■ Problem statement ■
Print the records below once again, exactly as they were given.

■ Data under study ■
#####

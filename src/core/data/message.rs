//! Discovered translatable messages.

use serde::Serialize;

use super::catalog::catalog_key;

/// What an extractor reports when it recognises a translation call.
///
/// The walker turns each candidate into a [`MessageRecord`] by attaching the
/// file name and the line of the node it was emitted for.
#[derive(Debug, Clone, PartialEq, Eq, Default)]
pub struct MessageCandidate {
    pub text: String,
    pub context: Option<String>,
    pub text_plural: Option<String>,
}

impl MessageCandidate {
    pub fn new(text: impl Into<String>) -> Self {
        Self {
            text: text.into(),
            ..Default::default()
        }
    }

    pub fn with_context(mut self, context: impl Into<String>) -> Self {
        self.context = Some(context.into());
        self
    }

    pub fn with_plural(mut self, text_plural: impl Into<String>) -> Self {
        self.text_plural = Some(text_plural.into());
        self
    }

    pub(crate) fn into_record(self, file_name: &str, line: usize) -> MessageRecord {
        MessageRecord {
            text: self.text,
            context: self.context,
            text_plural: self.text_plural,
            file_name: file_name.to_string(),
            line,
        }
    }
}

/// One translatable text occurrence found in a source file.
///
/// Uniqueness is not enforced: the same message appears once per call site.
#[derive(Debug, Clone, PartialEq, Eq, Serialize)]
#[serde(rename_all = "camelCase")]
pub struct MessageRecord {
    pub text: String,
    #[serde(skip_serializing_if = "Option::is_none")]
    pub context: Option<String>,
    #[serde(skip_serializing_if = "Option::is_none")]
    pub text_plural: Option<String>,
    pub file_name: String,
    /// 1-based line in the original file.
    pub line: usize,
}

impl MessageRecord {
    /// Catalog lookup key: `context:text` or just `text`.
    pub fn lookup_key(&self) -> String {
        catalog_key(self.context.as_deref(), &self.text)
    }

    pub fn is_plural(&self) -> bool {
        self.text_plural.is_some()
    }
}

#[cfg(test)]
mod tests {
    use super::*;

    #[test]
    fn test_lookup_key() {
        let plain = MessageCandidate::new("Hello").into_record("a.js", 1);
        assert_eq!(plain.lookup_key(), "Hello");

        let with_context = MessageCandidate::new("Open")
            .with_context("menu")
            .into_record("a.js", 1);
        assert_eq!(with_context.lookup_key(), "menu:Open");
    }

    #[test]
    fn test_serialize_skips_missing_fields() {
        let record = MessageCandidate::new("cat")
            .with_plural("cats")
            .into_record("src/a.js", 3);
        let json = serde_json::to_string(&record).unwrap();
        assert_eq!(
            json,
            r#"{"text":"cat","textPlural":"cats","fileName":"src/a.js","line":3}"#
        );
    }
}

#####

■ Reply to the exercise ■
filename src/core/data/message.rs
//! Discovered translatable messages.

use serde::Serialize;

use super::catalog::catalog_key;

/// What an extractor reports when it recognises a translation call.
///
/// The walker turns each candidate into a [`MessageRecord`] by attaching the
/// file name and the line of the node it was emitted for.
#[derive(Debug, Clone, PartialEq, Eq, Default)]
pub struct MessageCandidate {
    pub text: String,
    pub context: Option<String>,
    pub text_plural: Option<String>,
}

impl MessageCandidate {
    pub fn new(text: impl Into<String>) -> Self {
        Self {
            text: text.into(),
            ..Default::default()
        }
    }

    pub fn with_context(mut self, context: impl Into<String>) -> Self {
        self.context = Some(context.into());
        self
    }

    pub fn with_plural(mut self, text_plural: impl Into<String>) -> Self {
        self.text_plural = Some(text_plural.into());
        self
    }

    pub(crate) fn into_record(self, file_name: &str, line: usize) -> MessageRecord {
        MessageRecord {
            text: self.text,
            context: self.context,
            text_plural: self.text_plural,
            file_name: file_name.to_string(),
            line,
        }
    }
}

/// One translatable text occurrence found in a source file.
///
/// Uniqueness is not enforced: the same message appears once per call site.
#[derive(Debug, Clone, PartialEq, Eq, Serialize)]
#[serde(rename_all = "camelCase")]
pub struct MessageRecord {
    pub text: String,
    #[serde(skip_serializing_if = "Option::is_none")]
    pub context: Option<String>,
    #[serde(skip_serializing_if = "Option::is_none")]
    pub text_plural: Option<String>,
    pub file_name: String,
    /// 1-based line in the original file.
    pub line: usize,
}

impl MessageRecord {
    /// Catalog lookup key: `context:text` or just `text`.
    pub fn lookup_key(&self) -> String {
        catalog_key(self.context.as_deref(), &self.text)
    }

    pub fn is_plural(&self) -> bool {
        self.text_plural.is_some()
    }
}

#[cfg(test)]
mod tests {
    use super::*;

    #[test]
    fn test_lookup_key() {
        let plain = MessageCandidate::new("Hello").into_record("a.js", 1);
        assert_eq!(plain.lookup_key(), "Hello");

        let with_context = MessageCandidate::new("Open")
            .with_context("menu")
            .into_record("a.js", 1);
        assert_eq!(with_context.lookup_key(), "menu:Open");
    }

    #[test]
    fn test_serialize_skips_missing_fields() {
        let record = MessageCandidate::new("cat")
            .with_plural("cats")
            .into_record("src/a.js", 3);
        let json = serde_json::to_string(&record).unwrap();
        assert_eq!(
            json,
            r#"{"text":"cat","textPlural":"cats","fileName":"src/a.js","line":3}"#
        );
    }
}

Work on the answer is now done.